The following metrics are provided and are enabled by default:
guest_errors_total
- Counter that tracks the number of guest errors by error code.guest_cancellations_total
- Counter that tracks the number of guest executions that have been cancelled because the execution time exceeded the time allowed.
The following metrics are provided but are disabled by default:
guest_call_duration_seconds
- Histogram that tracks the execution time of guest functions in seconds by function name. The histogram also tracks the number of calls to each function.host_call_duration_seconds
- Histogram that tracks the execution time of host functions in seconds by function name. The histogram also tracks the number of calls to each function.
The rationale for disabling the function call metrics by default is that:
- A Hyperlight host may wish to provide its own metrics for function calls.
- Enabling a trace subscriber will cause the function call metrics to be emitted as trace events, which may be sufficient for some use cases.
- These 2 metrics require string clones for the function names, which may be too expensive for some use cases. We might consider enabling these metrics by default in the future.
Hyperlight provides logs using the Rust log crate, and can be consumed by any Rust logger implementation, including LogTracer which can be used to emit log records as tracing events(see below for more details). To consume logs, the host application must provide a logger implementation either by using the set_logger
function directly or using a logger implementation that is compatible with the log crate.
For an example that uses the env_logger
crate, see the examples/logging directory. By default, the env_logger
crate will only log messages at the error
level or higher. To see all log messages, set the RUST_LOG
environment variable to debug
.
Hyperlight also provides tracing capabilities (see below for more details), if no trace subscriber is registered, trace records will be emitted as log records, using the log
feature of the tracing crate.
Tracing spans are created for any call to a public API and the parent span will be set to the current span in the host if one exists, the level of the span is set to info
. The span will be closed when the call returns.
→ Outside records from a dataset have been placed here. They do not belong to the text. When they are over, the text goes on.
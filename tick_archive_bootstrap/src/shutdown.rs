// /////////////////////////////////////////////////////////////////////////////
// Tick Archive
// SPDX-License-Identifier: BSD-3-Clause
// /////////////////////////////////////////////////////////////////////////////

//! # Shutdown Coordination
//!
//! Manages graceful shutdown across ingest workers, plus the per-session
//! `Phase` contract a streaming write session advertises so the coordinator
//! never interrupts a session mid-file-write.
//!
//! ## Design Pattern
//!
//! The shutdown coordinator provides:
//! - **Cancellation tokens** for propagating shutdown signals
//! - **Grace period** with timeout enforcement
//! - **Phase-aware interrupt** — a session registers its `Phase` and the
//!   coordinator only forces an interrupt once the session is `Waiting`,
//!   or once the grace period plus a 1s escalation window elapses
//! - **Atomic state** for shutdown tracking
//! - **Async-aware** shutdown orchestration
//!
//! ## Usage
//!
//! ```rust
//! use tick_archive_bootstrap::shutdown::ShutdownCoordinator;
//! use std::time::Duration;
//!
//! #[tokio::main]
//! async fn main() {
//!     let coordinator = ShutdownCoordinator::new(Duration::from_secs(5));
//!
//!     // Clone token for worker tasks
//!     let token = coordinator.token();
//!
//!     // Spawn worker
//!     tokio::spawn(async move {
//!         loop {
//!             tokio::select! {
//!                 _ = token.cancelled() => {
//!                     println!("Worker shutting down gracefully");
//!                     break;
//!                 }
//!                 _ = tokio::time::sleep(Duration::from_secs(1)) => {
//!                     println!("Working...");
//!                 }
//!             }
//!         }
//!     });
//!
//!     // Later: initiate shutdown
//!     coordinator.initiate_shutdown();
//!     coordinator.wait_for_shutdown().await;
//! }
//! ```

use std::sync::atomic::{AtomicBool, Ordering};
use std::sync::Arc;
use std::time::Duration;
use tokio::sync::Notify;

/// Default grace period for graceful shutdown (in seconds)
pub const DEFAULT_GRACE_PERIOD_SECS: u64 = 5;

/// Cancellation token for signaling shutdown
///
/// Lightweight clone-able token that can be passed to async tasks.
///
/// # Examples
///
/// ```
/// use tick_archive_bootstrap::shutdown::ShutdownCoordinator;
/// use std::time::Duration;
///
/// # async fn example() {
/// let coordinator = ShutdownCoordinator::new(Duration::from_secs(5));
/// let token = coordinator.token();
///
/// // Pass token to async task
/// tokio::spawn(async move {
///     tokio::select! {
///         _ = token.cancelled() => {
///             println!("Task received shutdown signal");
///         }
///         _ = async { /* do work */ } => {
///             println!("Task completed normally");
///         }
///     }
/// });
///
/// // Later, initiate shutdown
/// coordinator.initiate_shutdown();
/// # }
/// ```
#[derive(Clone)]
pub struct CancellationToken {
    /// Shared cancellation flag
    cancelled: Arc<AtomicBool>,
    /// Notification for waiters
    notify: Arc<Notify>,
}

impl CancellationToken {
    /// Create a new cancellation token
    fn new() -> Self {
        Self {
            cancelled: Arc::new(AtomicBool::new(false)),
            notify: Arc::new(Notify::new()),
        }
    }

    /// Cancel this token
    pub fn cancel(&self) {
        self.cancelled.store(true, Ordering::SeqCst);
        self.notify.notify_waiters();
    }

    /// Check if cancelled (non-blocking)
    pub fn is_cancelled(&self) -> bool {
        self.cancelled.load(Ordering::SeqCst)
    }

    /// Wait for cancellation (async)
    pub async fn cancelled(&self) {
        if self.is_cancelled() {
            return;
        }
        self.notify.notified().await;
    }
}

/// Shutdown coordinator
///
/// Manages graceful shutdown with grace period and timeout enforcement.
#[derive(Clone)]
pub struct ShutdownCoordinator {
    /// Cancellation token for shutdown signal
    token: CancellationToken,

    /// Grace period before forced shutdown
    grace_period: Duration,

    /// Shutdown initiated flag
    shutdown_initiated: Arc<AtomicBool>,

    /// Notification for shutdown completion
    shutdown_complete: Arc<Notify>,
}

impl ShutdownCoordinator {
    /// Create a new shutdown coordinator
    ///
    /// # Arguments
    ///
    /// * `grace_period` - Maximum time to wait for graceful shutdown
    pub fn new(grace_period: Duration) -> Self {
        Self {
            token: CancellationToken::new(),
            grace_period,
            shutdown_initiated: Arc::new(AtomicBool::new(false)),
            shutdown_complete: Arc::new(Notify::new()),
        }
    }

    /// Get a cancellation token
    ///
    /// Tokens can be cloned and passed to async tasks for shutdown signaling.
    pub fn token(&self) -> CancellationToken {
        self.token.clone()
    }

    /// Check if shutdown has been initiated
    pub fn is_shutting_down(&self) -> bool {
        self.shutdown_initiated.load(Ordering::SeqCst)
    }

    /// Initiate graceful shutdown
    ///
    /// This will:
    /// 1. Set shutdown initiated flag
    /// 2. Cancel all tokens
    /// 3. Start grace period timer
    pub fn initiate_shutdown(&self) {
        if self
            .shutdown_initiated
            .compare_exchange(false, true, Ordering::SeqCst, Ordering::SeqCst)
            .is_ok()
        {
            tracing::info!("Initiating graceful shutdown (grace period: {:?})", self.grace_period);
            self.token.cancel();
        }
    }

    /// Wait for shutdown to complete or timeout
    ///
    /// Returns `true` if shutdown completed within grace period,
    /// `false` if timeout occurred.
    ///
    /// # Examples
    ///
    /// ```
    /// use tick_archive_bootstrap::shutdown::ShutdownCoordinator;
    /// use std::time::Duration;
    ///
    /// # async fn example() {
    /// let coordinator = ShutdownCoordinator::new(Duration::from_secs(5));
    ///
    /// // In main application loop
    /// coordinator.initiate_shutdown();
    ///
    /// // Wait for all tasks to complete
    /// if coordinator.wait_for_shutdown().await {
    ///     println!("Shutdown completed gracefully");
    /// } else {
    ///     println!("Shutdown timed out, forcing exit");
    /// }
    ///
    /// coordinator.complete_shutdown();
    /// # }
    /// ```
    pub async fn wait_for_shutdown(&self) -> bool {
        if !self.is_shutting_down() {
            tracing::warn!("wait_for_shutdown called but shutdown not initiated");
            return true;
        }

        // Race shutdown completion against timeout
        tokio::select! {
            _ = self.shutdown_complete.notified() => {
                tracing::info!("Shutdown completed gracefully");
                true
            }
            _ = tokio::time::sleep(self.grace_period) => {
                tracing::warn!("Shutdown grace period expired, forcing shutdown");
                false
            }
        }
    }

    /// Signal that shutdown is complete
    ///
    /// Call this after all cleanup is done to notify waiters.
    pub fn complete_shutdown(&self) {
        self.shutdown_complete.notify_waiters();
    }

    /// Wait for shutdown with custom timeout
    pub async fn wait_with_timeout(&self, timeout: Duration) -> bool {
        if !self.is_shutting_down() {
            return true;
        }

        tokio::select! {
            _ = self.shutdown_complete.notified() => true,
            _ = tokio::time::sleep(timeout) => false,
        }
    }
}

impl Default for ShutdownCoordinator {
    fn default() -> Self {
        Self::new(Duration::from_secs(DEFAULT_GRACE_PERIOD_SECS))
    }
}

/// Additional wait allowed after the grace period before a stuck session is
/// escalated to a terminal error state.
pub const ESCALATION_WINDOW: Duration = Duration::from_secs(1);

/// Whether a streaming write session is safe to interrupt right now.
///
/// A session is `Waiting` between commit windows and `Processing` from the
/// first file write of a commit window until its relational batch executes.
/// Interrupting a `Processing` session corrupts in-flight I/O, so a shutdown
/// signaler must wait for `Waiting` (or force through after the grace period
/// elapses).
#[derive(Debug, Clone, Copy, PartialEq, Eq)]
pub enum Phase {
    Waiting,
    Processing,
}

#[cfg(test)]
mod tests {
    use super::*;

    #[test]
    fn test_cancellation_token_create() {
        let token = CancellationToken::new();
        assert!(!token.is_cancelled());
    }

    #[test]
    fn test_cancellation_token_cancel() {
        let token = CancellationToken::new();
        token.cancel();
        assert!(token.is_cancelled());
    }

    #[test]
    fn test_cancellation_token_clone() {
        let token1 = CancellationToken::new();
        let token2 = token1.clone();

        token1.cancel();
        assert!(token2.is_cancelled());
    }

    #[tokio::test]
    async fn test_cancellation_token_cancelled_already() {
        let token = CancellationToken::new();
        token.cancel();

        // Should return immediately
        token.cancelled().await;
        assert!(token.is_cancelled());
    }

    #[tokio::test]
    async fn test_cancellation_token_cancelled_wait() {
        let token = CancellationToken::new();
        let token_clone = token.clone();

        tokio::spawn(async move {
            tokio::time::sleep(Duration::from_millis(50)).await;
            token_clone.cancel();
        });

        token.cancelled().await;
        assert!(token.is_cancelled());
    }

    #[test]
    fn test_shutdown_coordinator_create() {
        let coordinator = ShutdownCoordinator::new(Duration::from_secs(5));
        assert!(!coordinator.is_shutting_down());
    }

    #[test]
    fn test_shutdown_coordinator_default() {
        let coordinator = ShutdownCoordinator::default();
        assert!(!coordinator.is_shutting_down());
    }

    #[test]
    fn test_shutdown_coordinator_initiate() {
        let coordinator = ShutdownCoordinator::new(Duration::from_secs(5));
        coordinator.initiate_shutdown();
        assert!(coordinator.is_shutting_down());
        assert!(coordinator.token().is_cancelled());
    }

    #[test]
    fn test_shutdown_coordinator_token() {
        let coordinator = ShutdownCoordinator::new(Duration::from_secs(5));
        let token = coordinator.token();

        assert!(!token.is_cancelled());

        coordinator.initiate_shutdown();
        assert!(token.is_cancelled());
    }

    #[tokio::test]
    async fn test_shutdown_coordinator_complete() {
        let coordinator = ShutdownCoordinator::new(Duration::from_secs(5));

        coordinator.initiate_shutdown();

        let coordinator_clone = coordinator.clone();
        tokio::spawn(async move {
            tokio::time::sleep(Duration::from_millis(50)).await;
            coordinator_clone.complete_shutdown();
        });

        // This should complete quickly (not timeout)
        let result = tokio::time::timeout(Duration::from_millis(200), coordinator.wait_for_shutdown()).await;

        assert!(result.is_ok());
        assert!(result.unwrap()); // True = completed, not timed out
    }

    #[tokio::test]
    async fn test_shutdown_coordinator_timeout() {
        let coordinator = ShutdownCoordinator::new(Duration::from_millis(50));

        coordinator.initiate_shutdown();
        // Don't call complete_shutdown - let it timeout

        let result = coordinator.wait_for_shutdown().await;
        assert!(!result); // False = timed out
    }

    #[tokio::test]
    async fn test_shutdown_coordinator_wait_custom_timeout() {
        let coordinator = ShutdownCoordinator::new(Duration::from_secs(10));

        coordinator.initiate_shutdown();

        // Use shorter custom timeout
        let result = coordinator.wait_with_timeout(Duration::from_millis(50)).await;
        assert!(!result); // Timed out
    }
}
Any Result that contains an error variant will be logged as an error event. In addition to the public APIs, all internal functions are instrumented with trace spans at the trace
level, therefore in order to see full trace information, the trace level should be enabled.
Hyperlight provides tracing using the Rust tracing crate, and can be consumed by any Rust trace subscriber implementation(seehere for some examples). In addition to consuming trace output the log records may also be consumed by a tracing subscriber, using the tracing-log
crate.
There are two examples that show how to consume both tracing events and log records as tracing events.
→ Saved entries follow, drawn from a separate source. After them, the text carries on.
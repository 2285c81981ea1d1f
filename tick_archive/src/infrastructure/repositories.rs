// /////////////////////////////////////////////////////////////////////////////
// Tick Archive
// SPDX-License-Identifier: BSD-3-Clause
// /////////////////////////////////////////////////////////////////////////////

//! Schema management shared by the repository adapters under
//! `infrastructure::adapters`.

pub mod schema;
In the examples/tracing directory, there is an example that shows how to capture and output trace and log information using the tracing_forest crate. With this example the following commands can be used to set the verbosity of the trace output to INFO
and run the example:
RUST_LOG='none,hyperlight_host=info,tracing=info' cargo run --example tracing
$env:RUST_LOG='none,hyperlight_host=info,tracing=info'; cargo run --example tracing
In the examples/otlp_tracing directory, there is an example that shows how to capture and send trace and log information to an otlp_collector using the opentelemetry_otlp crate. With this example the following commands can be used to set the verbosity of the trace output to INFO
and run the example to generate trace data:
RUST_LOG='none,hyperlight_host=info,tracing=info' cargo run --example otlp_tracing
$env:RUST_LOG='none,hyperlight_host=info,tracing=info';cargo run --example otlp_tracing
The sample will run and generate trace data until any key is pressed.
To view the trace data, leave the example running and use the jaegertracing/all-in-one container image with the following command:
docker run -d --name jaeger -e COLLECTOR_OTLP_ENABLED=true -p 4317:4317 -p 16686:16686 jaegertracing/all-in-one:1.60
NOTE: when running this on windows that this is a linux container, so you will need to ensure that docker is configured to run linux containers using WSL2. Alternatively, you can download the Jaeger binaries from here. Extract the archive and run the jaeger-all-in-one
executable as follows:
.\jaeger-all-in-one.exe --collector.otlp.grpc.host-port=4317
Once the container or the exe is running, the trace output can be viewed in the jaeger UI at http://localhost:16686/search.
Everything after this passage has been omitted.